> TASK PROMPT
Extract all lines from the data beneath that include the word "CaseResult".

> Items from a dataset
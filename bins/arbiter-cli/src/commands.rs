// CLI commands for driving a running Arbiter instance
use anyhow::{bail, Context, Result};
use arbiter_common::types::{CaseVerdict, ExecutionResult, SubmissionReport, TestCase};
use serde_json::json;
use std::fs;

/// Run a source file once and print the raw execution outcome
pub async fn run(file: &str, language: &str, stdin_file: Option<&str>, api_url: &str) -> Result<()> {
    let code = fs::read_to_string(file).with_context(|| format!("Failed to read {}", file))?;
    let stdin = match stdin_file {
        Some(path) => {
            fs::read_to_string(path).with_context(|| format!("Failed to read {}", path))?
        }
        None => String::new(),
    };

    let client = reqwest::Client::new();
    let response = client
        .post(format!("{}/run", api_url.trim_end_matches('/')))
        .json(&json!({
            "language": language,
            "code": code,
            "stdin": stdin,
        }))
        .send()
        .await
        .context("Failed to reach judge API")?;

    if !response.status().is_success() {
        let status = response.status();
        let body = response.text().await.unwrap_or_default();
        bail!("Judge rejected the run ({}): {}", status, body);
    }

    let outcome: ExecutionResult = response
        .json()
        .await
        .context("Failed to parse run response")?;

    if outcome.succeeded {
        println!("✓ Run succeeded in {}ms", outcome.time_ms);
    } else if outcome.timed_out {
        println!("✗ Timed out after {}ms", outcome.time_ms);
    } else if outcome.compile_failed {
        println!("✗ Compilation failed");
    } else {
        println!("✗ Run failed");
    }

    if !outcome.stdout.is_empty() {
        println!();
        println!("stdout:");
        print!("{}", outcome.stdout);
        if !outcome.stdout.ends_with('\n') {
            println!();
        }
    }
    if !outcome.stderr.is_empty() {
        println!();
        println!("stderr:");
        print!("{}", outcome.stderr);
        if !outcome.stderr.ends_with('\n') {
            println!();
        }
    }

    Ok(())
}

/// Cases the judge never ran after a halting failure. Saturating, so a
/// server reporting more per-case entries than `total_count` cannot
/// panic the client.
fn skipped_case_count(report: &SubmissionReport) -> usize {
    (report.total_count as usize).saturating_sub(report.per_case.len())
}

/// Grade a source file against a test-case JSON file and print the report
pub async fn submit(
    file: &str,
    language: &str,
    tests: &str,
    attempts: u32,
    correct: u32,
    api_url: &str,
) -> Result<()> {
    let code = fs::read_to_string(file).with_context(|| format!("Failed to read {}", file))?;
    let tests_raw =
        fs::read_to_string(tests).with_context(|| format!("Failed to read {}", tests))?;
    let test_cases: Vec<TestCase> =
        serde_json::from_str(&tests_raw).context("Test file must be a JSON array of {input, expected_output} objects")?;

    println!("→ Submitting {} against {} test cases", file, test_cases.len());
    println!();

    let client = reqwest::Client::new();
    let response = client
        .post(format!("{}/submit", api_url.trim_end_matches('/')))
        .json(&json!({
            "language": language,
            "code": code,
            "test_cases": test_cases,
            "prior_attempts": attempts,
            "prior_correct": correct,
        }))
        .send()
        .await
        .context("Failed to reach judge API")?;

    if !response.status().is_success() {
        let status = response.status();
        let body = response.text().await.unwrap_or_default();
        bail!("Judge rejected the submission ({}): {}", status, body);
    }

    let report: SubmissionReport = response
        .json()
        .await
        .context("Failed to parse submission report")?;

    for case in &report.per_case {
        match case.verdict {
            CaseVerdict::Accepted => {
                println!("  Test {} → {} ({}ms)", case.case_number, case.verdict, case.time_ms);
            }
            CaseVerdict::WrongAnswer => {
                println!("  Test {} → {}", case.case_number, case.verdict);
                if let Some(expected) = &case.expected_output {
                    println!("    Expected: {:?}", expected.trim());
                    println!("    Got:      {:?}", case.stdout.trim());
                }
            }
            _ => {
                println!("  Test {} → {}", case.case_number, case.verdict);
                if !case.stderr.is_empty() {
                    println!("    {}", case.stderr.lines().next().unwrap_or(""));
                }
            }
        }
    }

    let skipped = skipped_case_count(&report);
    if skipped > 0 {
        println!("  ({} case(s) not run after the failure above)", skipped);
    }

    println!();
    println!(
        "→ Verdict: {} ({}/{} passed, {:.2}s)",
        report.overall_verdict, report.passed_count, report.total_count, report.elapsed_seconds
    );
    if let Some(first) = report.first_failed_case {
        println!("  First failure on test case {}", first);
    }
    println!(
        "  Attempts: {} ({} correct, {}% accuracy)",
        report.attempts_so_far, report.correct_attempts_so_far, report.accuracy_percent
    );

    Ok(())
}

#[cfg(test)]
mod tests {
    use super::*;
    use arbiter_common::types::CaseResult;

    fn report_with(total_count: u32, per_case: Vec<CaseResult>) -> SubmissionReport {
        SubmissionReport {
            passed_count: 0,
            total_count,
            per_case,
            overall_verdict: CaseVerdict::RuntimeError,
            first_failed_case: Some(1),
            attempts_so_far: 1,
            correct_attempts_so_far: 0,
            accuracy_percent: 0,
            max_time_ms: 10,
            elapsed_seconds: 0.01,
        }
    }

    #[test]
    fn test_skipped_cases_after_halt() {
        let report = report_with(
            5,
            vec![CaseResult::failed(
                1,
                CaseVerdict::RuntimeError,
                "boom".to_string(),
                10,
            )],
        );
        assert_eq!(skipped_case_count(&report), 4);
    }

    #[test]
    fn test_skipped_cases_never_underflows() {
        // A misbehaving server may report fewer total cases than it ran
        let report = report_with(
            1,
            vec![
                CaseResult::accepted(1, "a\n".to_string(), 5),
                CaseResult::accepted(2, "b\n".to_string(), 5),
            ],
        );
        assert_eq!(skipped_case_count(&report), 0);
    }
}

> EXPECTED OUTPUT
    use arbiter_common::types::CaseResult;
    fn report_with(total_count: u32, per_case: Vec<CaseResult>) -> SubmissionReport {
            vec![CaseResult::failed(
                CaseResult::accepted(1, "a\n".to_string(), 5),
                CaseResult::accepted(2, "b\n".to_string(), 5),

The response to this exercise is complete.